7032 Background: FMS-like tyrosine kinase 3 (FLT3) is a tyrosine-protein kinase involved in hematopoiesis. In acute myeloid leukemia (AML), higher FLT3 transcript levels, independent of the presence of FLT3 mutations, correlate with higher leukocyte counts and higher degrees of bone marrow infiltration by leukemic cells. FLT3 protein is detectable on the cell surface of more than 80% of leukemia isolates from adult AML patients whereas FLT3 mutations are present only in approximately one third of patients. AMG 553 is a novel, investigational, adoptive cellular immunotherapy for the treatment of relapsed refractory AML, consisting of autologous T cells genetically modified ex vivo to express a transmembrane chimeric antigen receptor (CAR) to target FLT3 protein on the surface of AML cells irrespective of FLT3 mutational status. Methods: The nonclinical safety evaluation of AMG 553 includes assessment of FLT3 expression in normal tissues; in vitro assessment of cytotoxicity against human cells with or without FLT3 expression; toxicology studies in cynomolgus monkeys administered autologous T-cells transduced with an anti-FLT3 CAR or administered anti-FLT3 bi-specific T-cell engager (BiTE) antibodies.
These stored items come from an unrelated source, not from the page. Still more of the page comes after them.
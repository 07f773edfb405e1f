//! Addon worker: queued invocations → signed POSTs to the addon webhook.
//!
//! The request body carries the target reference, the caller payload, and
//! the `callback_url` the receiver must use to report progress. Expiry:
//! a non-terminal invocation older than the configured lifetime is failed
//! by the sweeper, and records past retention are pruned.

use std::sync::Arc;
use std::time::Duration;
use chrono::Utc;
use serde_json::json;
use tokio::sync::{Mutex, mpsc, watch};
use tracing::{info, warn};
use uuid::Uuid;

use tmi_config::AddonConfig;
use tmi_core::addon::InvocationStatus;
use tmi_core::store::DomainStore;
use tmi_security::SecretsManager;
use tmi_security::signature::{SIGNATURE_HEADER, signature_header};

pub struct AddonWorker {
    store: Arc<dyn DomainStore>,
    secrets: Option<Arc<SecretsManager>>,
    config: AddonConfig,
    client: reqwest::Client,
    queue: Arc<Mutex<mpsc::Receiver<Uuid>>>,
}

impl AddonWorker {
    pub fn new(
        store: Arc<dyn DomainStore>,
        secrets: Option<Arc<SecretsManager>>,
        config: AddonConfig,
        queue: Arc<Mutex<mpsc::Receiver<Uuid>>>,
    ) -> Self {
        let client = reqwest::Client::builder()
            .timeout(Duration::from_secs(30))
            .build()
            .unwrap_or_default();
        Self {
            store,
            secrets,
            config,
            client,
            queue,
        }
    }

    /// Consume queued invocations until shutdown.
    pub async fn run(self, worker_id: usize, mut shutdown: watch::Receiver<bool>) {
        info!(worker_id, "Addon worker started");
        loop {
            let next = {
                let mut queue = self.queue.lock().await;
                tokio::select! {
                    _ = shutdown.changed() => break,
                    next = queue.recv() => next,
                }
            };
            match next {
                Some(invocation_id) => self.dispatch(invocation_id).await,
                None => break,
            }
        }
        info!(worker_id, "Addon worker stopped");
    }

    /// POST one invocation to its addon's webhook.
    pub async fn dispatch(&self, invocation_id: Uuid) {
        let invocation = match self.store.invocation(invocation_id).await {
            Ok(invocation) => invocation,
            Err(e) => {
                warn!(error = %e, invocation_id = %invocation_id, "Invocation lookup failed");
                return;
            }
        };
        if invocation.status != InvocationStatus::Pending {
            return;
        }
        let addon = match self.store.addon(invocation.addon_id).await {
            Ok(addon) => addon,
            Err(e) => {
                warn!(error = %e, "Addon lookup failed");
                let _ = self
                    .store
                    .update_invocation_status(
                        invocation_id,
                        InvocationStatus::Failed,
                        100,
                        "addon deleted",
                    )
                    .await;
                return;
            }
        };
        let webhook = match self.store.subscription(addon.webhook_id).await {
            Ok(webhook) => webhook,
            Err(e) => {
                warn!(error = %e, "Webhook lookup failed");
                let _ = self
                    .store
                    .update_invocation_status(
                        invocation_id,
                        InvocationStatus::Failed,
                        100,
                        "webhook deleted",
                    )
                    .await;
                return;
            }
        };

        let secret = match &self.secrets {
            Some(secrets) if SecretsManager::is_envelope(&webhook.secret) => {
                match secrets.decrypt(&webhook.secret) {
                    Ok(secret) => secret,
                    Err(e) => {
                        warn!(error = %e, "Cannot decrypt webhook secret");
                        return;
                    }
                }
            }
            _ => webhook.secret.clone(),
        };

        let callback_url = format!(
            "{}/invocations/{}/status",
            self.config.public_base_url.trim_end_matches('/'),
            invocation.id
        );
        let body = json!({
            "invocation_id": invocation.id,
            "addon_id": addon.id,
            "target_object_kind": invocation.target_object_kind,
            "target_object_id": invocation.target_object_id,
            "payload": invocation.payload,
            "callback_url": callback_url,
        })
        .to_string();

        let response = self
            .client
            .post(&webhook.url)
            .header("Content-Type", "application/json")
            .header("X-Webhook-Event", "addon.invoked")
            .header("X-Invocation-Id", invocation.id.to_string())
            .header("X-Addon-Id", addon.id.to_string())
            .header(SIGNATURE_HEADER, signature_header(&secret, body.as_bytes()))
            .header("User-Agent", "TMI-Webhook-Worker/1.0")
            .body(body)
            .send()
            .await;

        match response {
            Ok(resp) if resp.status().is_success() => {
                info!(invocation_id = %invocation.id, "Invocation dispatched");
            }
            Ok(resp) => {
                warn!(invocation_id = %invocation.id, status = %resp.status(), "Addon endpoint refused");
                let _ = self
                    .store
                    .update_invocation_status(
                        invocation.id,
                        InvocationStatus::Failed,
                        100,
                        &format!("endpoint returned {}", resp.status()),
                    )
                    .await;
            }
            Err(e) => {
                warn!(invocation_id = %invocation.id, error = %e, "Addon dispatch failed");
                let _ = self
                    .store
                    .update_invocation_status(
                        invocation.id,
                        InvocationStatus::Failed,
                        100,
                        "dispatch failed",
                    )
                    .await;
            }
        }
    }
}

/// Expiry + retention sweeper for invocation records.
pub struct InvocationSweeper {
    store: Arc<dyn DomainStore>,
    config: AddonConfig,
}

impl InvocationSweeper {
    pub fn new(store: Arc<dyn DomainStore>, config: AddonConfig) -> Self {
        Self { store, config }
    }

    pub async fn run(self, mut shutdown: watch::Receiver<bool>) {
        info!("Invocation sweeper started");
        let mut tick = tokio::time::interval(Duration::from_secs(60));
        tick.set_missed_tick_behavior(tokio::time::MissedTickBehavior::Skip);
        loop {
            tokio::select! {
                _ = shutdown.changed() => break,
                _ = tick.tick() => {
                    self.pass().await;
                }
            }
        }
        info!("Invocation sweeper stopped");
    }

    pub async fn pass(&self) {
        let now = Utc::now();

        let lifetime = chrono::Duration::minutes(self.config.callback_lifetime_minutes as i64);
        match self.store.expire_invocations(now - lifetime).await {
            Ok(0) => {}
            Ok(expired) => info!(expired, "Expired stale invocations"),
            Err(e) => warn!(error = %e, "Invocation expiry failed"),
        }

        let retention = chrono::Duration::days(self.config.invocation_retention_days as i64);
        match self.store.prune_invocations(now - retention).await {
            Ok(0) => {}
            Ok(removed) => info!(removed, "Pruned invocation records"),
            Err(e) => warn!(error = %e, "Invocation prune failed"),
        }
    }
}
Results: Assessment of FLT3 expression in normal tissues indicates that FLT3 protein is detected on the cell surface of a subpopulation of human bone marrow hematopoietic stem and progenitor cells; expression in other tissues is cytoplasmic and not anticipated to be accessible to AMG 553. AMG 553-induced cytotoxicity was only observed in a percentage of primary bone marrow CD34+ cells. There was no evidence of CAR-T cell-mediated toxicity, expansion, or persistence in cynomolgus monkeys likely due to restricted cell surface FLT3 protein expression in healthy animals which demonstrates the limited value of such studies for this target. All findings in toxicology studies with anti-FLT3 BiTEs were consistent with the targeted killing of cells expressing FLT3 on the plasma membrane. Conclusions: The nonclinical safety data support AMG 553 as a novel therapeutic to target FLT3 protein on AML cells irrespective of FLT3 mutational status, while only affecting a percentage of normal hematopoietic stem and progenitor cells.